--- Data for analysis ---

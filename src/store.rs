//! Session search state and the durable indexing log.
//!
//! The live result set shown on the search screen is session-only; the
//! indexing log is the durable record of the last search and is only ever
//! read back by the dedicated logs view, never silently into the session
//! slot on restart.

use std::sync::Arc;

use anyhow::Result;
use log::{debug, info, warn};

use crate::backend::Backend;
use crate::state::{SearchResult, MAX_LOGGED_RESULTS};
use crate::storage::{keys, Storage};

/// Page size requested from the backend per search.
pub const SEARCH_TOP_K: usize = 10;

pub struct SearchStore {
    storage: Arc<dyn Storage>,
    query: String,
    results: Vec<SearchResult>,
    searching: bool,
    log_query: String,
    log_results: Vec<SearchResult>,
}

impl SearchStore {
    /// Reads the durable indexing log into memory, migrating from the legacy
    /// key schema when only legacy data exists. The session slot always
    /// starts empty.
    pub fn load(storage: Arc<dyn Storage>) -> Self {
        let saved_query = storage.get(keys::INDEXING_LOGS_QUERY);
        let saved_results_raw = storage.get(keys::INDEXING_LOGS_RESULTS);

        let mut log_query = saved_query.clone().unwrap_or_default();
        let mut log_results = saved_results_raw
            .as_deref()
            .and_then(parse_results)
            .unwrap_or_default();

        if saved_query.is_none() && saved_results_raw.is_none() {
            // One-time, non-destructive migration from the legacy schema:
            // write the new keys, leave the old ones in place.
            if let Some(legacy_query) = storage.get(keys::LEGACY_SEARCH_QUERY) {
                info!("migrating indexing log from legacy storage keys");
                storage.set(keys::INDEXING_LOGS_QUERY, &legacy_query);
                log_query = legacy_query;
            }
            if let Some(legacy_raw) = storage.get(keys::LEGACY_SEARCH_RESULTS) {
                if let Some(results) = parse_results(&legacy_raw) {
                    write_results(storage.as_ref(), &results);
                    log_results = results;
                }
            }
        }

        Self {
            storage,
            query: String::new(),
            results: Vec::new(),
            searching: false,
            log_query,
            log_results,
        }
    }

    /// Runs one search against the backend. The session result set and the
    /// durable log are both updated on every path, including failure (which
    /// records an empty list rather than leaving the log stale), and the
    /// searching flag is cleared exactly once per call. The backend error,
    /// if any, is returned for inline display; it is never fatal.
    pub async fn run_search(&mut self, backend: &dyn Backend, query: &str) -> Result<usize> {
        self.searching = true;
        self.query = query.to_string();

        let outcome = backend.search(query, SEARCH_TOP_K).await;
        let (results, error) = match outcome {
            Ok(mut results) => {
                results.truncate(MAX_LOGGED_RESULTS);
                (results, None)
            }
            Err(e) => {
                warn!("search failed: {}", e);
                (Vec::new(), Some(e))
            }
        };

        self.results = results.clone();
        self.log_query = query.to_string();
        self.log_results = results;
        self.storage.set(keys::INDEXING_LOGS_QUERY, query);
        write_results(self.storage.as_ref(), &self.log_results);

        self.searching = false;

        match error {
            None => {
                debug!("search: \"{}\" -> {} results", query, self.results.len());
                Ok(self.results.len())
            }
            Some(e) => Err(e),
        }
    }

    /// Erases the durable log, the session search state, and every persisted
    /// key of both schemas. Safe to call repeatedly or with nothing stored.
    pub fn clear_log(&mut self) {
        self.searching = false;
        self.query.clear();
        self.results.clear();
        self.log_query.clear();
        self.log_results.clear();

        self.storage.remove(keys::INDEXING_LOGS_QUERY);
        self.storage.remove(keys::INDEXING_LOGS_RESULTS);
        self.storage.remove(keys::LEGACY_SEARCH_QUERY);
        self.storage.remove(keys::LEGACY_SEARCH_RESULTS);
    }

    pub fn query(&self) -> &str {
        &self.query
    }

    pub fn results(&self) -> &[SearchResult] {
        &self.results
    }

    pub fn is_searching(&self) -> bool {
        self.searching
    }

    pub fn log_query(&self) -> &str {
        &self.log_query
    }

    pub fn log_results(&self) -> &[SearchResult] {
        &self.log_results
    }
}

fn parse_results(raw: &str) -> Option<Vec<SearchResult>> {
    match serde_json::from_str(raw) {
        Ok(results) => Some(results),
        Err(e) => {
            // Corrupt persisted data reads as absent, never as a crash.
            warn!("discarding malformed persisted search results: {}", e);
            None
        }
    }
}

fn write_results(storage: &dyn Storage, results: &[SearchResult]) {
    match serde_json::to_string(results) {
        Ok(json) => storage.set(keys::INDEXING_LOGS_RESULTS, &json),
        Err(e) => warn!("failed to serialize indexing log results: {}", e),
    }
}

---
--- Data for analysis ---

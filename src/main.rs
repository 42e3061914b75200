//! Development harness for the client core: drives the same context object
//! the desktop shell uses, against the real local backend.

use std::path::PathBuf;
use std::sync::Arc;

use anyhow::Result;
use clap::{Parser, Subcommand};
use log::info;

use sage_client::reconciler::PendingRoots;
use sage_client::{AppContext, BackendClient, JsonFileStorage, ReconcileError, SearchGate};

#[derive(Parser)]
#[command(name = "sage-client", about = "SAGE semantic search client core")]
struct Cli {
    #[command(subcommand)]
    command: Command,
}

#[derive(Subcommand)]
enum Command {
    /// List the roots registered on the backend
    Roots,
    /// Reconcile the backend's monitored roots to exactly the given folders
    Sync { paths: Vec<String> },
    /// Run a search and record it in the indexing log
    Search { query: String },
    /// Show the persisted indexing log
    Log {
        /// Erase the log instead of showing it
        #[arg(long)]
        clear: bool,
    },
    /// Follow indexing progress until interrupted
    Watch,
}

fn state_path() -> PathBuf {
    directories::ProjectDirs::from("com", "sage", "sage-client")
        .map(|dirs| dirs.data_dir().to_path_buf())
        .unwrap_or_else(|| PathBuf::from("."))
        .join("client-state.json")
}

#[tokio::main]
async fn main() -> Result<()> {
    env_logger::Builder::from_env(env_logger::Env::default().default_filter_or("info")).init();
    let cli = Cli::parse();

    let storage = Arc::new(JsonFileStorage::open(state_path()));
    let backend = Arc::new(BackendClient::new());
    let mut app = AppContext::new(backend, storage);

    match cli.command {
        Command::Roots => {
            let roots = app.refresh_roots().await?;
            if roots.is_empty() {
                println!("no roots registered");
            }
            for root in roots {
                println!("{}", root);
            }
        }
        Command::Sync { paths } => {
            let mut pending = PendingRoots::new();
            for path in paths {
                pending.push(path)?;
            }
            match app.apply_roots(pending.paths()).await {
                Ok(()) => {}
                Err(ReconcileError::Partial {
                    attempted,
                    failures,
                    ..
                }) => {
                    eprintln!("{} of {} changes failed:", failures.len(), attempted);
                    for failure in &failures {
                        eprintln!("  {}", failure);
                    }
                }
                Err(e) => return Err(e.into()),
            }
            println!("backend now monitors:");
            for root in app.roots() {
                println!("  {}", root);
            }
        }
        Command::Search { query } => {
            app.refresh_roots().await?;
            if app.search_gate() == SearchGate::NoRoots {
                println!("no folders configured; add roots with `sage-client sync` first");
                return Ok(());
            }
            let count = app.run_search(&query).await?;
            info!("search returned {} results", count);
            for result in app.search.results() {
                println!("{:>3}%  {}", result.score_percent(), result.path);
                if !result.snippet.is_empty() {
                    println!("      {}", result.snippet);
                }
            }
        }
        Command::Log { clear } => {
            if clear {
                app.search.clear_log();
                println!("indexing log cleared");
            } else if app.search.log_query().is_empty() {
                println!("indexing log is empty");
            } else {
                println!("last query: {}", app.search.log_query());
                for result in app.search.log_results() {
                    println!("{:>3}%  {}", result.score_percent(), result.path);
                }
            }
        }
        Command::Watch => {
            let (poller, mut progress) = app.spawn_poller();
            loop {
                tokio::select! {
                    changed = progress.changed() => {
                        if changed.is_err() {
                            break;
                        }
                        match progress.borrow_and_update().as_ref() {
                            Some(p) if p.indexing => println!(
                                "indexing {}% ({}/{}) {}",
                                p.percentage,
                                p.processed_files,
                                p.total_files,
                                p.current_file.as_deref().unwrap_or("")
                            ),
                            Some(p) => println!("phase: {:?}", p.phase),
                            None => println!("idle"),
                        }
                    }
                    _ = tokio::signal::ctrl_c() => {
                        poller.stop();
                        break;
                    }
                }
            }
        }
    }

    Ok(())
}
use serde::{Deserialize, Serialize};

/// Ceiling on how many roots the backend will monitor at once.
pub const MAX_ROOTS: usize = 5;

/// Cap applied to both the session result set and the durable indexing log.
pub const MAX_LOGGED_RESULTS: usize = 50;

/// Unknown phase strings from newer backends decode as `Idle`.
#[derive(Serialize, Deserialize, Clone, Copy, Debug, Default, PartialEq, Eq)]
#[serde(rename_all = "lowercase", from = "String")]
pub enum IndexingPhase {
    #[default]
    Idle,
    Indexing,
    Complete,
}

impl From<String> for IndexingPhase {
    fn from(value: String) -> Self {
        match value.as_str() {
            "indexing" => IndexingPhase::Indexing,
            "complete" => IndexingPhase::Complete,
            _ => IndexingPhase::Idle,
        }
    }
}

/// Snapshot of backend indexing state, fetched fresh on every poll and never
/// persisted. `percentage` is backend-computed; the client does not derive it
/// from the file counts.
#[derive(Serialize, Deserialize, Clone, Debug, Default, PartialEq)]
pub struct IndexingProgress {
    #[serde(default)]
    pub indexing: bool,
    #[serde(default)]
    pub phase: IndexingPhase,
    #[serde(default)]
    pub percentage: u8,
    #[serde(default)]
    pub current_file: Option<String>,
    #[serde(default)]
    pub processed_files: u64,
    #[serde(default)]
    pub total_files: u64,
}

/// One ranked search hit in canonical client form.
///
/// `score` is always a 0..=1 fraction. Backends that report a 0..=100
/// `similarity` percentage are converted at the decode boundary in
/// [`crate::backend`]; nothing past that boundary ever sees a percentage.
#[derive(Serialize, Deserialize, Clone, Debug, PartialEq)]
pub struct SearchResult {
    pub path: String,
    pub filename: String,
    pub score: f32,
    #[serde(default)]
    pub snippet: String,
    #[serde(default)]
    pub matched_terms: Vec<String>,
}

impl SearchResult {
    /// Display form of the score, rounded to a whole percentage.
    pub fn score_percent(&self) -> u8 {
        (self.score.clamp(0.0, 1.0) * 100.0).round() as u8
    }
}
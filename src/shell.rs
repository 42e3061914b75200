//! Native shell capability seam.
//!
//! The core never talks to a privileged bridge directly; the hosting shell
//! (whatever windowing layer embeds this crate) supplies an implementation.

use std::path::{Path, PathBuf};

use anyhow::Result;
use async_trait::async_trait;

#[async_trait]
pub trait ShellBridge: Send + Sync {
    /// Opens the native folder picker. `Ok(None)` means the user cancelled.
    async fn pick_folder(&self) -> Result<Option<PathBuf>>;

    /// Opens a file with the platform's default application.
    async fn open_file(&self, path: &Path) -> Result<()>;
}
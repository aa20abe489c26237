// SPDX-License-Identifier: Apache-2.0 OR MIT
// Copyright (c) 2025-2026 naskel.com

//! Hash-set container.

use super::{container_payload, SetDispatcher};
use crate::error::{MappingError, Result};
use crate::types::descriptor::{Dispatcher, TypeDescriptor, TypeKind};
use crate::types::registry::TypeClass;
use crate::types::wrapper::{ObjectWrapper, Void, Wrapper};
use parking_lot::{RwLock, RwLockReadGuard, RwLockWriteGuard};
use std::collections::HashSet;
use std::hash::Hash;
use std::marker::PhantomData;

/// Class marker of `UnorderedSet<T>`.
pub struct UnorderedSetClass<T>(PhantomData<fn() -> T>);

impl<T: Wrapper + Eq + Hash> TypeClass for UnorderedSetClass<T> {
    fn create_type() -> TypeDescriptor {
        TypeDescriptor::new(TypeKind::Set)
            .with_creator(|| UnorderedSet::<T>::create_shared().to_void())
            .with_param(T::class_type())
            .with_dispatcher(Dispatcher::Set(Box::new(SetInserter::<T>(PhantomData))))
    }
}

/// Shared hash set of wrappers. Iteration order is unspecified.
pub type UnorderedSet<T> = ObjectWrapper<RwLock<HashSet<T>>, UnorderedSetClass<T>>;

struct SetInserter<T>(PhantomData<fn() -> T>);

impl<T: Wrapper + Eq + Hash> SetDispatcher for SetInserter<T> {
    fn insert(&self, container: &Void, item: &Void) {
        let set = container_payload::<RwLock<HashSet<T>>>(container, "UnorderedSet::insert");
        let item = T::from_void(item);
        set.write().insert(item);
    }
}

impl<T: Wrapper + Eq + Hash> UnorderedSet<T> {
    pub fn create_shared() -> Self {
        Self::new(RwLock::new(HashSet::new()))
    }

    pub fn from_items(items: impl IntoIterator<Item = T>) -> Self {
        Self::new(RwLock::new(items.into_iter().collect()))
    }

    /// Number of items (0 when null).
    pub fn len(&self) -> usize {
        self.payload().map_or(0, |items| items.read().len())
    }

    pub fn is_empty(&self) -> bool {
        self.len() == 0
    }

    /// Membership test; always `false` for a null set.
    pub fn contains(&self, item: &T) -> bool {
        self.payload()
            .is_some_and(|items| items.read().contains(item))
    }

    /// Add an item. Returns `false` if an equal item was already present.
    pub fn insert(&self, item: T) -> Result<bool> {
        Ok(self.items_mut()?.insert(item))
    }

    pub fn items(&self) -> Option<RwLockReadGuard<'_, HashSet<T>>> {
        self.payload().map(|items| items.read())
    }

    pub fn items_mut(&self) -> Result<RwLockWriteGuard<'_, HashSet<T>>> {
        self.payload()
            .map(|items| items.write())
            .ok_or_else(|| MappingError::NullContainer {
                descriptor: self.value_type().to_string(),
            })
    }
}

---

### Your goal
Within the data above, the span starting at the line containing "filename src/store.rs" and ending at the line containing "use crate::backend::Backend;" is to be retyped exactly, with no other lines.

### Response to this task
filename src/store.rs
//! Session search state and the durable indexing log.
//!
//! The live result set shown on the search screen is session-only; the
//! indexing log is the durable record of the last search and is only ever
//! read back by the dedicated logs view, never silently into the session
//! slot on restart.

use std::sync::Arc;

use anyhow::Result;
use log::{debug, info, warn};

use crate::backend::Backend;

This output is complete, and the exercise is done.